Recently I’ve been looking around for this generation’s protest singers and I’ve maligned the lack of intelligent comment from any musical quarters, pulling up the scumbag powerhoggers on their foul dealings but I’ve been a little blinkered as hip hop is, and always has been, the place where the poets go to bring the flashlight on these wrongdoers. Ambush Tactics is right up there with the finest in terms of comment on the state of things…all be it with a somewhat potty mouth at times. Don’t buy this for your church-going granny!

Feed The Rich and title track RumpleStillSkint open the album with a duo of heavyweight rhymes and beats before a skit from Lush FM segues into some radio plonker intro-ing the monster that is Attack The Crown (I’m on a hip hop album!). It’s a relentless start so Hide Away comes as a welcome moment with it’s honking, fried soul sample. End Times comes next with horns and vocals loaded with more menace than an All Black prop.

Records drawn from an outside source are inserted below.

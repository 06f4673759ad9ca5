//! In-memory staging of output sheets and part files.

use std::collections::BTreeMap;

use crate::spec::{
    SpecOutputFile, SpecOutputFilePlan, SpecOutputSheet, SpecSheetSlotPlan, SpecSlotAddress,
    SpecSourceSheet, SplitError, TypeRow,
};
use crate::writer::WorkbookWriter;

////////////////////////////////////////////////////////////////////////////////
// #region SheetBuffer

/// Rows of one output sheet, in source order, bounded by a fixed capacity.
#[derive(Debug, Clone, PartialEq)]
pub struct SheetBuffer {
    sheet_name: String,
    n_capacity: usize,
    l_rows: Vec<TypeRow>,
}

impl SheetBuffer {
    pub fn new(sheet_name: impl Into<String>, n_capacity: usize) -> Self {
        Self {
            sheet_name: sheet_name.into(),
            n_capacity,
            l_rows: Vec::new(),
        }
    }

    /// Append one row.
    ///
    /// # Errors
    /// [`SplitError::CapacityExceeded`] once `n_capacity` rows are held.
    pub fn append(&mut self, row: TypeRow) -> Result<(), SplitError> {
        if self.is_full() {
            return Err(SplitError::CapacityExceeded {
                sheet_name: self.sheet_name.clone(),
                n_capacity: self.n_capacity,
            });
        }
        self.l_rows.push(row);
        Ok(())
    }

    pub fn len(&self) -> usize {
        self.l_rows.len()
    }

    pub fn is_empty(&self) -> bool {
        self.l_rows.is_empty()
    }

    pub fn is_full(&self) -> bool {
        self.l_rows.len() >= self.n_capacity
    }

    pub fn sheet_name(&self) -> &str {
        &self.sheet_name
    }

    pub fn rows(&self) -> &[TypeRow] {
        &self.l_rows
    }
}

// #endregion
////////////////////////////////////////////////////////////////////////////////
// #region OutputFileManager

/// Owns the sheet buffers of one planned part file.
///
/// Buffers are created lazily on first routed row and sized to the planned
/// row count of their slot, so a buffer seals exactly when its slot has
/// received all planned rows. The file is complete once every planned slot
/// is sealed.
#[derive(Debug)]
pub struct OutputFileManager<'p> {
    file_plan: &'p SpecOutputFilePlan,
    dict_buffers: BTreeMap<usize, SheetBuffer>,
}

impl<'p> OutputFileManager<'p> {
    pub fn new(file_plan: &'p SpecOutputFilePlan) -> Self {
        Self {
            file_plan,
            dict_buffers: BTreeMap::new(),
        }
    }

    pub fn file_idx(&self) -> usize {
        self.file_plan.n_file_idx
    }

    fn find_slot(&self, n_sheet_idx: usize) -> Option<&'p SpecSheetSlotPlan> {
        self.file_plan
            .slots
            .iter()
            .find(|slot| slot.n_sheet_idx == n_sheet_idx)
    }

    /// Route one row to its sheet buffer. Returns `true` when this row sealed the sheet.
    ///
    /// # Errors
    /// [`SplitError::CapacityExceeded`] when the address is outside this file,
    /// names an unplanned sheet, or the sheet is already sealed.
    pub fn route(&mut self, row: TypeRow, addr: &SpecSlotAddress) -> Result<bool, SplitError> {
        let slot = match self.find_slot(addr.n_sheet_idx) {
            Some(slot) if addr.n_file_idx == self.file_plan.n_file_idx => slot,
            _ => {
                return Err(SplitError::CapacityExceeded {
                    sheet_name: format!(
                        "part {} sheet {}",
                        addr.n_file_idx + 1,
                        addr.n_sheet_idx + 1
                    ),
                    n_capacity: 0,
                });
            }
        };

        let buffer = self
            .dict_buffers
            .entry(addr.n_sheet_idx)
            .or_insert_with(|| SheetBuffer::new(slot.sheet_name.clone(), slot.n_rows));
        buffer.append(row)?;
        Ok(buffer.is_full())
    }

    /// All planned sheets have received their rows.
    pub fn is_complete(&self) -> bool {
        self.file_plan.slots.iter().all(|slot| {
            self.dict_buffers
                .get(&slot.n_sheet_idx)
                .is_some_and(SheetBuffer::is_full)
        })
    }

    /// Rows currently held across all buffers.
    pub fn rows_buffered(&self) -> usize {
        self.dict_buffers.values().map(SheetBuffer::len).sum()
    }

    /// Persist held buffers as one workbook, in increasing sheet index order.
    ///
    /// Partially filled sheets are written as they are. `sheets` supplies
    /// the header and source name of every slot, indexed by ordinal.
    pub fn finalize<W: WorkbookWriter>(
        self,
        writer: &W,
        sheets: &[SpecSourceSheet],
    ) -> Result<SpecOutputFile, SplitError> {
        let mut file = writer.create_file(&self.file_plan.path)?;
        let mut l_sheets_out = Vec::with_capacity(self.dict_buffers.len());

        for (n_sheet_idx, buffer) in self.dict_buffers {
            let Some(slot) = self.file_plan.slots.iter().find(|s| s.n_sheet_idx == n_sheet_idx)
            else {
                continue;
            };
            let source = &sheets[slot.sheet_ordinal];
            let sheet_name = writer.write_sheet(
                &mut file,
                buffer.sheet_name(),
                &source.header,
                buffer.rows(),
            )?;
            l_sheets_out.push(SpecOutputSheet {
                sheet_name,
                source_sheet: source.name.clone(),
                n_rows: buffer.len(),
            });
        }

        writer.close_file(file)?;
        Ok(SpecOutputFile {
            n_file_idx: self.file_plan.n_file_idx,
            path: self.file_plan.path.clone(),
            worker_idx: self.file_plan.worker_idx,
            sheets: l_sheets_out,
        })
    }
}

// #endregion
////////////////////////////////////////////////////////////////////////////////

#[cfg(test)]
mod tests {
    use std::path::PathBuf;

    use super::*;
    use crate::spec::EnumCellValue;
    use crate::writer::MemoryWorkbookWriter;

    fn make_row(n: usize) -> TypeRow {
        vec![EnumCellValue::Number(n as f64)]
    }

    fn make_addr(n_file_idx: usize, n_sheet_idx: usize, n_row_offset: usize) -> SpecSlotAddress {
        SpecSlotAddress {
            n_file_idx,
            n_sheet_idx,
            n_row_offset,
            n_part_idx: n_sheet_idx,
        }
    }

    fn make_file_plan() -> SpecOutputFilePlan {
        SpecOutputFilePlan {
            n_file_idx: 0,
            path: PathBuf::from("out/src_part1.xlsx"),
            worker_idx: 0,
            slots: vec![
                SpecSheetSlotPlan {
                    n_sheet_idx: 0,
                    sheet_ordinal: 0,
                    n_part_idx: 0,
                    sheet_name: "A_1".to_string(),
                    n_rows: 2,
                },
                SpecSheetSlotPlan {
                    n_sheet_idx: 1,
                    sheet_ordinal: 0,
                    n_part_idx: 1,
                    sheet_name: "A_2".to_string(),
                    n_rows: 1,
                },
            ],
        }
    }

    fn make_sheets() -> Vec<SpecSourceSheet> {
        vec![SpecSourceSheet {
            ordinal: 0,
            name: "A".to_string(),
            n_rows: 3,
            header: vec![EnumCellValue::String("h".to_string())],
        }]
    }

    #[test]
    fn sheet_buffer_rejects_rows_past_capacity() {
        let mut buffer = SheetBuffer::new("S", 2);
        buffer.append(make_row(0)).expect("first");
        assert!(!buffer.is_full());
        buffer.append(make_row(1)).expect("second");
        assert!(buffer.is_full());

        let err = buffer.append(make_row(2)).expect_err("third must fail");
        assert!(matches!(
            err,
            SplitError::CapacityExceeded { ref sheet_name, n_capacity: 2 } if sheet_name == "S"
        ));
        assert_eq!(buffer.len(), 2);
    }

    #[test]
    fn manager_seals_sheets_and_completes_file() {
        let file_plan = make_file_plan();
        let mut manager = OutputFileManager::new(&file_plan);

        assert!(!manager.route(make_row(0), &make_addr(0, 0, 0)).expect("route"));
        assert!(manager.route(make_row(1), &make_addr(0, 0, 1)).expect("route"));
        assert!(!manager.is_complete());
        assert!(manager.route(make_row(2), &make_addr(0, 1, 0)).expect("route"));
        assert!(manager.is_complete());
        assert_eq!(manager.rows_buffered(), 3);

        let err = manager
            .route(make_row(3), &make_addr(0, 1, 1))
            .expect_err("sealed sheet");
        assert!(matches!(err, SplitError::CapacityExceeded { .. }));
    }

    #[test]
    fn manager_rejects_foreign_address() {
        let file_plan = make_file_plan();
        let mut manager = OutputFileManager::new(&file_plan);
        assert!(manager.route(make_row(0), &make_addr(1, 0, 0)).is_err());
        assert!(manager.route(make_row(0), &make_addr(0, 2, 0)).is_err());
    }

    #[test]
    fn manager_finalizes_in_sheet_order_with_headers() {
        let file_plan = make_file_plan();
        let sheets = make_sheets();
        let writer = MemoryWorkbookWriter::new();
        let mut manager = OutputFileManager::new(&file_plan);

        manager.route(make_row(2), &make_addr(0, 1, 0)).expect("route");
        manager.route(make_row(0), &make_addr(0, 0, 0)).expect("route");
        manager.route(make_row(1), &make_addr(0, 0, 1)).expect("route");

        let output = manager.finalize(&writer, &sheets).expect("finalize");
        assert_eq!(output.path, PathBuf::from("out/src_part1.xlsx"));
        let l_names: Vec<&str> = output.sheets.iter().map(|s| s.sheet_name.as_str()).collect();
        assert_eq!(l_names, vec!["A_1", "A_2"]);
        assert_eq!(output.sheets[0].n_rows, 2);
        assert_eq!(output.sheets[1].source_sheet, "A");

        let l_workbooks = writer.workbooks();
        assert_eq!(l_workbooks.len(), 1);
        assert_eq!(l_workbooks[0].sheets[0].header, sheets[0].header);
        assert_eq!(l_workbooks[0].sheets[0].rows, vec![make_row(0), make_row(1)]);
        assert_eq!(l_workbooks[0].sheets[1].rows, vec![make_row(2)]);
    }

    #[test]
    fn manager_writes_partial_sheet_as_is() {
        let file_plan = make_file_plan();
        let writer = MemoryWorkbookWriter::new();
        let mut manager = OutputFileManager::new(&file_plan);
        manager.route(make_row(0), &make_addr(0, 0, 0)).expect("route");

        let output = manager.finalize(&writer, &make_sheets()).expect("finalize");
        assert_eq!(output.sheets.len(), 1);
        assert_eq!(output.sheets[0].n_rows, 1);
    }
}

First guests on the mike are Ambush’s longtime compadre Syko Logic and Bristol head Twizzy who are all over the statement of intent that is Real Music. Syko stays around for Time To Keep, a more understated and bluesy beat. Use My Eyes defines musical juxtaposition as Nick Drake’s I Was Made To Love Magic is sampled to soundtrack Ambush’s most vitriolic bars. No Way To Be changes the pace with a floaty, synthy beat that is locked into a real headnodder.

Better Way features another old bud in his new guise – Dabba Ranx – spitting one of his bounciest verses over the skipping breaks. Pianos trip through the verses of Remember before a ginormous soul chorus closes the track. To No Sunshine next with it’s dedications to Ambush’s son. King Soloman is on the beats again for Tension which loops a cold-filtered horn sample over cuts and vocal snatches.  The album closes with more bars from Syko Logik (Be Concious) and Shang (Be Concious and Weight On My Shoulders), the final track featuring Will Green’s incredible turntable skills.

With several beat doctors cooking up this could have been an album with a lack of conhesion but Stu Ballingall’s mixing skills along with, of course, the man himself throughout mean it’s a step up from the debut. It sounds heavy, thanks I’m sure in no small part to Studio Humbug’s mastering skills, and Noah Priddle, King Soloman and Dub Proffessa have all done a sterling job on their various tracks but the delivery from Ambush Tactics sets this apart from your average album. Get it now from his Bandcamp for pay-as-much-as-you-like but he’s RumpleStillSkint isn’t he so dig deep!